◆ What is being asked
Go through the data line by line from the top, retyping each exactly, and end with the line that contains "pub const CONFERENCE_JOINED: &str".

(Stored data entries)
= = = =

//! External event vocabulary
//!
//! The five conference lifecycle names are reused as the stable external
//! vocabulary; host applications key their listeners off these strings, so
//! they must never change.

use std::collections::HashMap;

use lazy_static::lazy_static;
use serde::{Deserialize, Serialize};

use confkit_session_core::SessionState;

pub const CONFERENCE_WILL_JOIN: &str = "conference-will-join";
pub const CONFERENCE_JOINED: &str = "conference-joined";
pub const CONFERENCE_WILL_LEAVE: &str = "conference-will-leave";
pub const CONFERENCE_LEFT: &str = "conference-left";
pub const CONFERENCE_FAILED: &str = "conference-failed";

/// Sibling notification with no session correlation, emitted when the app
/// moves into a backgrounded presentation mode.
pub const ENTERED_BACKGROUND_MODE: &str = "entered-background-mode";

lazy_static! {
    /// Immutable state-to-event-name table, built once at startup.
    static ref STATE_EVENT_NAMES: HashMap<SessionState, &'static str> = {
        let mut names = HashMap::new();
        names.insert(SessionState::WillStart, CONFERENCE_WILL_JOIN);
        names.insert(SessionState::Started, CONFERENCE_JOINED);
        names.insert(SessionState::WillEnd, CONFERENCE_WILL_LEAVE);
        names.insert(SessionState::Ended, CONFERENCE_LEFT);
        names.insert(SessionState::Failed, CONFERENCE_FAILED);
        names
    };
}

/// The external event name mapped to a session state, if one is declared.
pub fn event_name_for(state: SessionState) -> Option<&'static str> {
    STATE_EVENT_NAMES.get(&state).copied()
}

/// Payload attached to every externally forwarded event.
#[derive(Debug, Clone, PartialEq, Eq, Serialize, Deserialize)]
pub struct ExternalEventData {
    pub url: String,
    pub error: String,
}

impl ExternalEventData {
    pub fn empty() -> Self {
        Self {
            url: String::new(),
            error: String::new(),
        }
    }

    /// JSON rendering for sinks that transport serialized payloads.
    pub fn to_json(&self) -> String {
        serde_json::to_string(self).unwrap_or_default()
    }
}

#[cfg(test)]
mod tests {
    use super::*;

    #[test]
    fn every_session_state_has_an_event_name() {
        for state in [
            SessionState::WillStart,
            SessionState::Started,
            SessionState::WillEnd,
            SessionState::Ended,
            SessionState::Failed,
        ] {
            assert!(event_name_for(state).is_some(), "no name for {state}");
        }
    }

    #[test]
    fn will_start_maps_to_will_join() {
        assert_eq!(event_name_for(SessionState::WillStart), Some(CONFERENCE_WILL_JOIN));
        assert_eq!(event_name_for(SessionState::Failed), Some(CONFERENCE_FAILED));
    }

    #[test]
    fn payload_serializes_to_json() {
        let data = ExternalEventData {
            url: "https://meet.example/standup".to_string(),
            error: String::new(),
        };
        assert_eq!(
            data.to_json(),
            r#"{"url":"https://meet.example/standup","error":""}"#
        );
    }
}
use serde::{Deserialize, Serialize};

use crate::types::{ConferenceHandle, ConnectionHandle, EventError, LocationUrl, SessionState, SessionUrl};

/// Complete recorded state of one tracked session, keyed by URL.
///
/// At most one conference and one connection handle are attached at a time;
/// attaching a new one requires the old one to have been detached first via
/// a separate update.
#[derive(Debug, Clone, PartialEq, Serialize, Deserialize)]
pub struct SessionRecord {
    /// Canonical identity key. Immutable once the record exists.
    pub url: SessionUrl,

    /// Lifecycle state. None until the session has started its lifecycle.
    pub state: Option<SessionState>,

    /// Current conference attachment, if any.
    pub conference: Option<ConferenceHandle>,

    /// Current connection attachment, if any.
    pub connection: Option<ConnectionHandle>,

    /// Most recent resolved location descriptor for this session.
    pub location_url: Option<LocationUrl>,

    /// Last recorded terminal error, if any.
    pub error: Option<EventError>,
}

impl SessionRecord {
    pub fn new(url: SessionUrl) -> Self {
        Self {
            url,
            state: None,
            conference: None,
            connection: None,
            location_url: None,
            error: None,
        }
    }

    /// Whether the session has reached a terminal state.
    pub fn is_finished(&self) -> bool {
        self.state.map_or(false, |state| state.is_terminal())
    }

    /// Merge a partial update into this record. Only fields the update
    /// explicitly sets overwrite; everything else keeps its previous value.
    pub(crate) fn merge(&mut self, update: &SessionUpdate) {
        debug_assert_eq!(self.url, update.url);
        if let Some(state) = update.state {
            self.state = Some(state);
        }
        if let Some(conference) = &update.conference {
            self.conference = conference.clone();
        }
        if let Some(connection) = &update.connection {
            self.connection = connection.clone();
        }
        if let Some(location_url) = &update.location_url {
            self.location_url = Some(location_url.clone());
        }
        if let Some(error) = &update.error {
            self.error = error.clone();
        }
    }
}

/// Partial update to a session record.
///
/// Handle and error fields are doubly optional: the outer level says whether
/// the update touches the field at all, the inner level distinguishes
/// attaching a value from explicitly clearing it.
#[derive(Debug, Clone, PartialEq, Serialize, Deserialize)]
pub struct SessionUpdate {
    pub url: SessionUrl,
    pub state: Option<SessionState>,
    pub conference: Option<Option<ConferenceHandle>>,
    pub connection: Option<Option<ConnectionHandle>>,
    pub location_url: Option<LocationUrl>,
    pub error: Option<Option<EventError>>,
}

impl SessionUpdate {
    pub fn for_url(url: SessionUrl) -> Self {
        Self {
            url,
            state: None,
            conference: None,
            connection: None,
            location_url: None,
            error: None,
        }
    }

    pub fn state(mut self, state: SessionState) -> Self {
        self.state = Some(state);
        self
    }

    pub fn attach_conference(mut self, conference: ConferenceHandle) -> Self {
        self.conference = Some(Some(conference));
        self
    }

    pub fn detach_conference(mut self) -> Self {
        self.conference = Some(None);
        self
    }

    pub fn attach_connection(mut self, connection: ConnectionHandle) -> Self {
        self.connection = Some(Some(connection));
        self
    }

    pub fn detach_connection(mut self) -> Self {
        self.connection = Some(None);
        self
    }

    pub fn location_url(mut self, location_url: LocationUrl) -> Self {
        self.location_url = Some(location_url);
        self
    }

    pub fn error(mut self, error: EventError) -> Self {
        self.error = Some(Some(error));
        self
    }

    pub fn clear_error(mut self) -> Self {
        self.error = Some(None);
        self
    }
}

= = = =

◆ Task output
//! External event vocabulary
//!
//! The five conference lifecycle names are reused as the stable external
//! vocabulary; host applications key their listeners off these strings, so
//! they must never change.

use std::collections::HashMap;

use lazy_static::lazy_static;
use serde::{Deserialize, Serialize};

use confkit_session_core::SessionState;

pub const CONFERENCE_WILL_JOIN: &str = "conference-will-join";
pub const CONFERENCE_JOINED: &str = "conference-joined";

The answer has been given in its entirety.